◆ **TO DO**: Repeat all of the data precisely.

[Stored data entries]
++++

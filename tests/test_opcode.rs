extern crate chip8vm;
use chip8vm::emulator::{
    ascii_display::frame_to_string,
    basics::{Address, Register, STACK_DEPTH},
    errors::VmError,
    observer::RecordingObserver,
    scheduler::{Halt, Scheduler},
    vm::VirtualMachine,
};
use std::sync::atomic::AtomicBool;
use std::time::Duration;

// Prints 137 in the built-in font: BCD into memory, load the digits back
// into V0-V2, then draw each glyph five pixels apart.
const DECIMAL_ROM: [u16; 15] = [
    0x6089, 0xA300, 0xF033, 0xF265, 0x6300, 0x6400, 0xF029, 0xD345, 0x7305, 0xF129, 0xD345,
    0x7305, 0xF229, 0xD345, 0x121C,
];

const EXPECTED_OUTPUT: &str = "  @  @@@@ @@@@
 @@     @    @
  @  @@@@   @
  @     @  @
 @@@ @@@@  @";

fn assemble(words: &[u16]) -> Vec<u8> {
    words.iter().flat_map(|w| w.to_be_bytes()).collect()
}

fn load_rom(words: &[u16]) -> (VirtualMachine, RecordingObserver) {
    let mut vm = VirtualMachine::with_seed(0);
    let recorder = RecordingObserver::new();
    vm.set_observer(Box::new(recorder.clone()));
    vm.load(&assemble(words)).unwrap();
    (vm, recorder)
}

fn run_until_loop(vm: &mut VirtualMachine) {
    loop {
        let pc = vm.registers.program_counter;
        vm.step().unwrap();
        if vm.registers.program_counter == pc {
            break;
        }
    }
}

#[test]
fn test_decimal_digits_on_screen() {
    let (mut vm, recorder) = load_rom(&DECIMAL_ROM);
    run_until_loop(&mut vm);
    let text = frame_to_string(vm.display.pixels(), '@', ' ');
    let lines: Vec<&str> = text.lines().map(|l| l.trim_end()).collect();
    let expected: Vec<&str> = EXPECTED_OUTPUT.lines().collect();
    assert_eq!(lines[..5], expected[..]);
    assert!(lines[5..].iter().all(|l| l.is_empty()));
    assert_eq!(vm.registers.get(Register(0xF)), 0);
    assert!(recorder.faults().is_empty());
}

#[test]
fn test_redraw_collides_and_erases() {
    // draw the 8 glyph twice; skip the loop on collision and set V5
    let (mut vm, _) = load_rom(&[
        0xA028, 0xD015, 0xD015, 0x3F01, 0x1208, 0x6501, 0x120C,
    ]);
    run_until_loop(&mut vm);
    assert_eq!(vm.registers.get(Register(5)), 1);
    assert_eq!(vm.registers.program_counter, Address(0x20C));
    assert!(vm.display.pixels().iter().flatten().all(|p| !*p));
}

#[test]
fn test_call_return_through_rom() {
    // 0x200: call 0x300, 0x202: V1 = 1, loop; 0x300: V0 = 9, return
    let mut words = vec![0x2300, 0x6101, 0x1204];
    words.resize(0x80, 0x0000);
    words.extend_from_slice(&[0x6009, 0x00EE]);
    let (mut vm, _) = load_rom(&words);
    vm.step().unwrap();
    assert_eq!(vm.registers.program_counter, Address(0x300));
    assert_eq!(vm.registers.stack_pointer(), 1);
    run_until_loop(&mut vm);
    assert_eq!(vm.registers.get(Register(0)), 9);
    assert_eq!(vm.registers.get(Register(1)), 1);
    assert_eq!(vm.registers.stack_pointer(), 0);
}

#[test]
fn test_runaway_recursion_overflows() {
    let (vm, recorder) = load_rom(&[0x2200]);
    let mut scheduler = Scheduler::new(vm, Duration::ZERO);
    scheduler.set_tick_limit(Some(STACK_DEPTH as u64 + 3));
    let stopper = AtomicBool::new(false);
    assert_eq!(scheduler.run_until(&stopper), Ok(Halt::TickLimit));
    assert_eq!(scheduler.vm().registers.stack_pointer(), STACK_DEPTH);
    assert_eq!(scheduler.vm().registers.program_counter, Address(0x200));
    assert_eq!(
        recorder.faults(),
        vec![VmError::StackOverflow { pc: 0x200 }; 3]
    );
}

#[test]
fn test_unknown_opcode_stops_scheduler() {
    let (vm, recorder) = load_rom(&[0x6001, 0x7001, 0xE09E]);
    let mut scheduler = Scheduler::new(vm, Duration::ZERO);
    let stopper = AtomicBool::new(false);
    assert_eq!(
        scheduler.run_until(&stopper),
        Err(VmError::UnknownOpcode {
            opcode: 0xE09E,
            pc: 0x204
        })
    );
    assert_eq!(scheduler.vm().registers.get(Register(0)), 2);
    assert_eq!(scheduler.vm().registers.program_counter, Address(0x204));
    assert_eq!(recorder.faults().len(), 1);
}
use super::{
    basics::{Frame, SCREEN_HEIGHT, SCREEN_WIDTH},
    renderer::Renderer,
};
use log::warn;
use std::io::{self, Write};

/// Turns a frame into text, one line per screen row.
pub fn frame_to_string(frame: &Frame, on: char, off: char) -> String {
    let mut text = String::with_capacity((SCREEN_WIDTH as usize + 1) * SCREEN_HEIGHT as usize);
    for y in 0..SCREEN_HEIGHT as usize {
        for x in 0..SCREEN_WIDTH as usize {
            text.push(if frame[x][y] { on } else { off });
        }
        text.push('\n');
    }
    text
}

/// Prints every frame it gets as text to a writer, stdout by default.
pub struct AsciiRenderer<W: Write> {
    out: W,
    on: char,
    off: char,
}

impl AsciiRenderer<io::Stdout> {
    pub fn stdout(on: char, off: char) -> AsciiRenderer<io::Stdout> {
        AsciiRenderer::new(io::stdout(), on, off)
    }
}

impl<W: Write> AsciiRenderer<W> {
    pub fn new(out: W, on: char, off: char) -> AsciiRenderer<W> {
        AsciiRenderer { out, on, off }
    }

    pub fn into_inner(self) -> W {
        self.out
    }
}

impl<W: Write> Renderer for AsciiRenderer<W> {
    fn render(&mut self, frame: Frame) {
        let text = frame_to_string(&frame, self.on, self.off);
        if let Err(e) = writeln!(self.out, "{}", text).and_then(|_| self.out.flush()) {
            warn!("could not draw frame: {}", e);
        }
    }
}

++++

◆ **YOUR SOLUTION**:
filename tests/test_opcode.rs
extern crate chip8vm;
use chip8vm::emulator::{
    ascii_display::frame_to_string,
    basics::{Address, Register, STACK_DEPTH},
    errors::VmError,
    observer::RecordingObserver,
    scheduler::{Halt, Scheduler},
    vm::VirtualMachine,
};
use std::sync::atomic::AtomicBool;
use std::time::Duration;

// Prints 137 in the built-in font: BCD into memory, load the digits back
// into V0-V2, then draw each glyph five pixels apart.
const DECIMAL_ROM: [u16; 15] = [
    0x6089, 0xA300, 0xF033, 0xF265, 0x6300, 0x6400, 0xF029, 0xD345, 0x7305, 0xF129, 0xD345,
    0x7305, 0xF229, 0xD345, 0x121C,
];

const EXPECTED_OUTPUT: &str = "  @  @@@@ @@@@
 @@     @    @
  @  @@@@   @
  @     @  @
 @@@ @@@@  @";

fn assemble(words: &[u16]) -> Vec<u8> {
    words.iter().flat_map(|w| w.to_be_bytes()).collect()
}

fn load_rom(words: &[u16]) -> (VirtualMachine, RecordingObserver) {
    let mut vm = VirtualMachine::with_seed(0);
    let recorder = RecordingObserver::new();
    vm.set_observer(Box::new(recorder.clone()));
    vm.load(&assemble(words)).unwrap();
    (vm, recorder)
}

fn run_until_loop(vm: &mut VirtualMachine) {
    loop {
        let pc = vm.registers.program_counter;
        vm.step().unwrap();
        if vm.registers.program_counter == pc {
            break;
        }
    }
}

#[test]
fn test_decimal_digits_on_screen() {
    let (mut vm, recorder) = load_rom(&DECIMAL_ROM);
    run_until_loop(&mut vm);
    let text = frame_to_string(vm.display.pixels(), '@', ' ');
    let lines: Vec<&str> = text.lines().map(|l| l.trim_end()).collect();
    let expected: Vec<&str> = EXPECTED_OUTPUT.lines().collect();
    assert_eq!(lines[..5], expected[..]);
    assert!(lines[5..].iter().all(|l| l.is_empty()));
    assert_eq!(vm.registers.get(Register(0xF)), 0);
    assert!(recorder.faults().is_empty());
}

#[test]
fn test_redraw_collides_and_erases() {
    // draw the 8 glyph twice; skip the loop on collision and set V5
    let (mut vm, _) = load_rom(&[
        0xA028, 0xD015, 0xD015, 0x3F01, 0x1208, 0x6501, 0x120C,
    ]);
    run_until_loop(&mut vm);
    assert_eq!(vm.registers.get(Register(5)), 1);
    assert_eq!(vm.registers.program_counter, Address(0x20C));
    assert!(vm.display.pixels().iter().flatten().all(|p| !*p));
}

#[test]
fn test_call_return_through_rom() {
    // 0x200: call 0x300, 0x202: V1 = 1, loop; 0x300: V0 = 9, return
    let mut words = vec![0x2300, 0x6101, 0x1204];
    words.resize(0x80, 0x0000);
    words.extend_from_slice(&[0x6009, 0x00EE]);
    let (mut vm, _) = load_rom(&words);
    vm.step().unwrap();
    assert_eq!(vm.registers.program_counter, Address(0x300));
    assert_eq!(vm.registers.stack_pointer(), 1);
    run_until_loop(&mut vm);
    assert_eq!(vm.registers.get(Register(0)), 9);
    assert_eq!(vm.registers.get(Register(1)), 1);
    assert_eq!(vm.registers.stack_pointer(), 0);
}

#[test]
fn test_runaway_recursion_overflows() {
    let (vm, recorder) = load_rom(&[0x2200]);
    let mut scheduler = Scheduler::new(vm, Duration::ZERO);
    scheduler.set_tick_limit(Some(STACK_DEPTH as u64 + 3));
    let stopper = AtomicBool::new(false);
    assert_eq!(scheduler.run_until(&stopper), Ok(Halt::TickLimit));
    assert_eq!(scheduler.vm().registers.stack_pointer(), STACK_DEPTH);
    assert_eq!(scheduler.vm().registers.program_counter, Address(0x200));
    assert_eq!(
        recorder.faults(),
        vec![VmError::StackOverflow { pc: 0x200 }; 3]
    );
}

#[test]
fn test_unknown_opcode_stops_scheduler() {
    let (vm, recorder) = load_rom(&[0x6001, 0x7001, 0xE09E]);
    let mut scheduler = Scheduler::new(vm, Duration::ZERO);
    let stopper = AtomicBool::new(false);
    assert_eq!(
        scheduler.run_until(&stopper),
        Err(VmError::UnknownOpcode {
            opcode: 0xE09E,
            pc: 0x204
        })
    );
    assert_eq!(scheduler.vm().registers.get(Register(0)), 2);
    assert_eq!(scheduler.vm().registers.program_counter, Address(0x204));
    assert_eq!(recorder.faults().len(), 1);
}
use super::{
    basics::{Frame, SCREEN_HEIGHT, SCREEN_WIDTH},
    renderer::Renderer,
};
use log::warn;
use std::io::{self, Write};

/// Turns a frame into text, one line per screen row.
pub fn frame_to_string(frame: &Frame, on: char, off: char) -> String {
    let mut text = String::with_capacity((SCREEN_WIDTH as usize + 1) * SCREEN_HEIGHT as usize);
    for y in 0..SCREEN_HEIGHT as usize {
        for x in 0..SCREEN_WIDTH as usize {
            text.push(if frame[x][y] { on } else { off });
        }
        text.push('\n');
    }
    text
}

/// Prints every frame it gets as text to a writer, stdout by default.
pub struct AsciiRenderer<W: Write> {
    out: W,
    on: char,
    off: char,
}

impl AsciiRenderer<io::Stdout> {
    pub fn stdout(on: char, off: char) -> AsciiRenderer<io::Stdout> {
        AsciiRenderer::new(io::stdout(), on, off)
    }
}

impl<W: Write> AsciiRenderer<W> {
    pub fn new(out: W, on: char, off: char) -> AsciiRenderer<W> {
        AsciiRenderer { out, on, off }
    }

    pub fn into_inner(self) -> W {
        self.out
    }
}

impl<W: Write> Renderer for AsciiRenderer<W> {
    fn render(&mut self, frame: Frame) {
        let text = frame_to_string(&frame, self.on, self.off);
        if let Err(e) = writeln!(self.out, "{}", text).and_then(|_| self.out.flush()) {
            warn!("could not draw frame: {}", e);
        }
    }
}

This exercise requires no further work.